1115 Case #3: Blair Family

(Student #3 AMH 2010 1115) 
Blair Family Research
            My research all started with a lady named Viola Dalley, a murderer. I chose this casefile of Viola Dalley from an assortment of criminal profiles. These criminals interested me and I was expecting to find something juicy. I knew already, from the casefile, that Viola Dalley was sentenced to life for first degree murder at the age of 25, and was from Riverside California. Through knowing this I searched on google finding nothing but information about the Tehachapi prison, where she was sentenced. I then went on and searched for Viola Dalley, and I kept stumbling, not being able to find Viola. Eventually I saw her name and a number that looked familiar, this number was her prison number in the picture on the casefile. I found her and now I had to connect the pieces. told me she was widowed so I started expecting to find something involving her killing her husband. I could not find any of her relatives on ancestry, so I went to Here I found that Viola killed her 1 day old baby, wrapped him in newspaper and threw the body into a river. Police found Viola by seeing who subscribed to the newspaper the baby was wrapped in, because it was a Seattle paper. Viola was 1 of 2 subscribers and she was quickly tracked down and sentenced. I was on to something, I just needed to find more of her family to get anywhere, but unfortunately I could not, and this was frustrating. At this time my teacher, Dr. Soldani, told me that if I wanted to, I could change my research project to searching my family tree, instead of being stuck on the baby killer. I was hesitant to do this because Viola seemed interesting and my family seems somewhat blank. After being stuck a little longer, I decided to switch over to starting my research on my Family Tree.

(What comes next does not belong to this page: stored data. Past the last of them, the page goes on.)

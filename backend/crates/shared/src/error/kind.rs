//! Error Kind - Classification of errors
//!
//! Defines the [`ErrorKind`] enum that maps to HTTP status codes.

use serde::Serialize;

/// Error classification
///
/// Each variant corresponds to an RFC 9110 status code. The enum is
/// `non_exhaustive` so new classes can be added without breaking
/// downstream crates.
#[derive(Debug, Clone, Copy, PartialEq, Eq, Serialize)]
#[serde(rename_all = "SCREAMING_SNAKE_CASE")]
#[non_exhaustive]
pub enum ErrorKind {
    /// 400 - malformed or rejected input
    BadRequest,
    /// 401 - authentication required or failed
    Unauthorized,
    /// 403 - authenticated but not allowed
    Forbidden,
    /// 404 - resource does not exist
    NotFound,
    /// 408 - request timed out
    RequestTimeout,
    /// 409 - conflicts with current state (e.g. duplicate key)
    Conflict,
    /// 410 - resource expired or consumed
    Gone,
    /// 422 - well-formed but semantically unprocessable
    UnprocessableEntity,
    /// 500 - unexpected server failure
    InternalServerError,
    /// 503 - dependency (e.g. database) unavailable
    ServiceUnavailable,
}

impl ErrorKind {
    /// HTTP status code for this kind
    #[inline]
    pub const fn status_code(&self) -> u16 {
        match self {
            ErrorKind::BadRequest => 400,
            ErrorKind::Unauthorized => 401,
            ErrorKind::Forbidden => 403,
            ErrorKind::NotFound => 404,
            ErrorKind::RequestTimeout => 408,
            ErrorKind::Conflict => 409,
            ErrorKind::Gone => 410,
            ErrorKind::UnprocessableEntity => 422,
            ErrorKind::InternalServerError => 500,
            ErrorKind::ServiceUnavailable => 503,
        }
    }

    /// Standard reason phrase
    #[inline]
    pub const fn as_str(&self) -> &'static str {
        match self {
            ErrorKind::BadRequest => "Bad Request",
            ErrorKind::Unauthorized => "Unauthorized",
            ErrorKind::Forbidden => "Forbidden",
            ErrorKind::NotFound => "Not Found",
            ErrorKind::RequestTimeout => "Request Timeout",
            ErrorKind::Conflict => "Conflict",
            ErrorKind::Gone => "Gone",
            ErrorKind::UnprocessableEntity => "Unprocessable Entity",
            ErrorKind::InternalServerError => "Internal Server Error",
            ErrorKind::ServiceUnavailable => "Service Unavailable",
        }
    }

    /// 5xx errors; these should be logged server-side
    #[inline]
    pub const fn is_server_error(&self) -> bool {
        self.status_code() >= 500
    }

    /// 4xx errors
    #[inline]
    pub const fn is_client_error(&self) -> bool {
        let code = self.status_code();
        code >= 400 && code < 500
    }
}

impl std::fmt::Display for ErrorKind {
    fn fmt(&self, f: &mut std::fmt::Formatter<'_>) -> std::fmt::Result {
        write!(f, "{}", self.as_str())
    }
}

#[cfg(test)]
mod tests {
    use super::*;

    #[test]
    fn test_status_codes() {
        assert_eq!(ErrorKind::BadRequest.status_code(), 400);
        assert_eq!(ErrorKind::Unauthorized.status_code(), 401);
        assert_eq!(ErrorKind::Forbidden.status_code(), 403);
        assert_eq!(ErrorKind::NotFound.status_code(), 404);
        assert_eq!(ErrorKind::RequestTimeout.status_code(), 408);
        assert_eq!(ErrorKind::Conflict.status_code(), 409);
        assert_eq!(ErrorKind::Gone.status_code(), 410);
        assert_eq!(ErrorKind::UnprocessableEntity.status_code(), 422);
        assert_eq!(ErrorKind::InternalServerError.status_code(), 500);
        assert_eq!(ErrorKind::ServiceUnavailable.status_code(), 503);
    }

    #[test]
    fn test_is_server_error() {
        assert!(!ErrorKind::Conflict.is_server_error());
        assert!(ErrorKind::InternalServerError.is_server_error());
        assert!(ErrorKind::ServiceUnavailable.is_server_error());
    }

    #[test]
    fn test_is_client_error() {
        assert!(ErrorKind::BadRequest.is_client_error());
        assert!(ErrorKind::Gone.is_client_error());
        assert!(!ErrorKind::ServiceUnavailable.is_client_error());
    }
}
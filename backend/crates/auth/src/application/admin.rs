//! Admin Use Cases
//!
//! Role promotion, access gating, and the user listing. Every one of
//! these re-checks the caller's role from the server-side session
//! context before touching state; the client never supplies a role.

use std::sync::Arc;

use crate::domain::entity::auth_session::SessionContext;
use crate::domain::entity::user::User;
use crate::domain::repository::{UserFilter, UserRepository};
use crate::domain::value_object::{access_state::AccessState, cpf::Cpf, user_role::UserRole};
use crate::error::{AuthError, AuthResult};

fn require_admin(caller: &SessionContext) -> AuthResult<()> {
    if !caller.is_admin() {
        return Err(AuthError::Unauthorized);
    }
    Ok(())
}

/// Promote use case
pub struct PromoteUseCase<U>
where
    U: UserRepository,
{
    user_repo: Arc<U>,
}

impl<U> PromoteUseCase<U>
where
    U: UserRepository,
{
    pub fn new(user_repo: Arc<U>) -> Self {
        Self { user_repo }
    }

    /// Grant the admin role to a CPF. Returns whether a row actually
    /// changed: `false` both for an unknown CPF and for an account
    /// that is already an admin.
    pub async fn execute(&self, caller: &SessionContext, cpf: &str) -> AuthResult<bool> {
        require_admin(caller)?;

        let cpf = Cpf::new(cpf).map_err(|_| AuthError::InvalidCpf)?;

        let changed = self.user_repo.update_role(&cpf, UserRole::Admin).await?;

        if changed {
            tracing::info!(
                cpf = %cpf,
                by = %caller.cpf,
                "User promoted to admin"
            );
        }

        Ok(changed)
    }
}

/// Set access use case
pub struct SetAccessUseCase<U>
where
    U: UserRepository,
{
    user_repo: Arc<U>,
}

impl<U> SetAccessUseCase<U>
where
    U: UserRepository,
{
    pub fn new(user_repo: Arc<U>) -> Self {
        Self { user_repo }
    }

    /// Flip the access gate for a CPF. Returns whether a row actually
    /// changed: `false` both for an unknown CPF and for a no-op flip.
    pub async fn execute(
        &self,
        caller: &SessionContext,
        cpf: &str,
        granted: bool,
    ) -> AuthResult<bool> {
        require_admin(caller)?;

        let cpf = Cpf::new(cpf).map_err(|_| AuthError::InvalidCpf)?;

        let access = AccessState::from_granted(granted);
        let changed = self.user_repo.update_access(&cpf, access).await?;

        if changed {
            tracing::info!(
                cpf = %cpf,
                access = %access,
                by = %caller.cpf,
                "User access changed"
            );
        }

        Ok(changed)
    }
}

/// List users use case
pub struct ListUsersUseCase<U>
where
    U: UserRepository,
{
    user_repo: Arc<U>,
}

impl<U> ListUsersUseCase<U>
where
    U: UserRepository,
{
    pub fn new(user_repo: Arc<U>) -> Self {
        Self { user_repo }
    }

    pub async fn execute(
        &self,
        caller: &SessionContext,
        filter: &UserFilter,
    ) -> AuthResult<Vec<User>> {
        require_admin(caller)?;
        self.user_repo.list_filtered(filter).await
    }
}
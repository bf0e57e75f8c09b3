//! Entity Module

pub mod auth_session;
pub mod password_reset;
pub mod user;
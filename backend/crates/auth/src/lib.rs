//! Auth (Authentication) Backend Module
//!
//! Clean Architecture structure:
//! - `domain/` - Business logic, entities, repository traits
//! - `application/` - Use cases and application services
//! - `infra/` - Database implementations
//! - `presentation/` - HTTP handlers, DTOs, router
//!
//! ## Features
//! - Registration and login keyed by CPF (11-digit national ID)
//! - Server-side sessions with HMAC-signed cookie tokens
//! - Role (regular/admin) and access gate (granted/blocked) as two
//!   independent states; new accounts start blocked
//! - Single-use, short-lived password reset tokens
//! - Admin user listing with search, access, and role filters
//!
//! ## Security Model
//! - Passwords hashed with PBKDF2-HMAC-SHA256, per-user 32-byte salt
//! - Role checks read the server-side session, never client input
//! - A blocked account cannot log in even with the right password

pub mod application;
pub mod domain;
pub mod error;
pub mod infra;
pub mod presentation;


// Re-exports for convenience
pub use application::config::AuthConfig;
pub use error::{AuthError, AuthResult};
pub use infra::postgres::PgAuthRepository;
pub use presentation::router::{admin_router, auth_router};

// Re-export kernel error types for unified error handling
pub use kernel::error::{
    app_error::{AppError, AppResult},
    kind::ErrorKind,
};

// Convenience re-exports
pub mod config {
    pub use crate::application::config::*;
}

pub mod models {
    pub use crate::domain::entity::*;
    pub use crate::domain::value_object::*;
    pub use crate::presentation::dto::*;
}

pub mod handlers {
    pub use crate::presentation::handlers::*;
}

pub mod store {
    pub use crate::infra::postgres::PgAuthRepository as AuthStore;
}

pub mod router {
    pub use crate::presentation::router::*;
}

pub mod middleware {
    pub use crate::presentation::middleware::*;
}
//! Presentation Layer
//!
//! HTTP handlers, DTOs, router, and middleware.

pub mod dto;
pub mod handlers;
pub mod middleware;
pub mod router;

pub use handlers::AuthAppState;
pub use middleware::{AuthMiddlewareState, require_admin, require_session};
pub use router::{admin_router, admin_router_generic, auth_router, auth_router_generic};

            I started to dig into my family tree, on my moms side, and relative after relative just seemed to be dying off without moving anywhere. My mom is from West Virginia, which I already knew, including my Grandma, Patsy Wriston. As I looked through the men in her family no one had moved from west virginia since 1763. I started looking at my moms, dads side of the family, and they all stayed planted in Virginia and West Virginia as well. This was beginning to become very frustrating, finding nothing worth researching. Also being very frustrated because my dads side of the family is much harder to track down, so I decided to keep digging in my moms side because there has to be something in it. I start looking at many different censuses. I’m looking down the column of birthplace and only see West Virginia, West Virginia, Virginia, and West Virginia. I finally get out of West Virginia, where I started to find what was thoroughly shocking.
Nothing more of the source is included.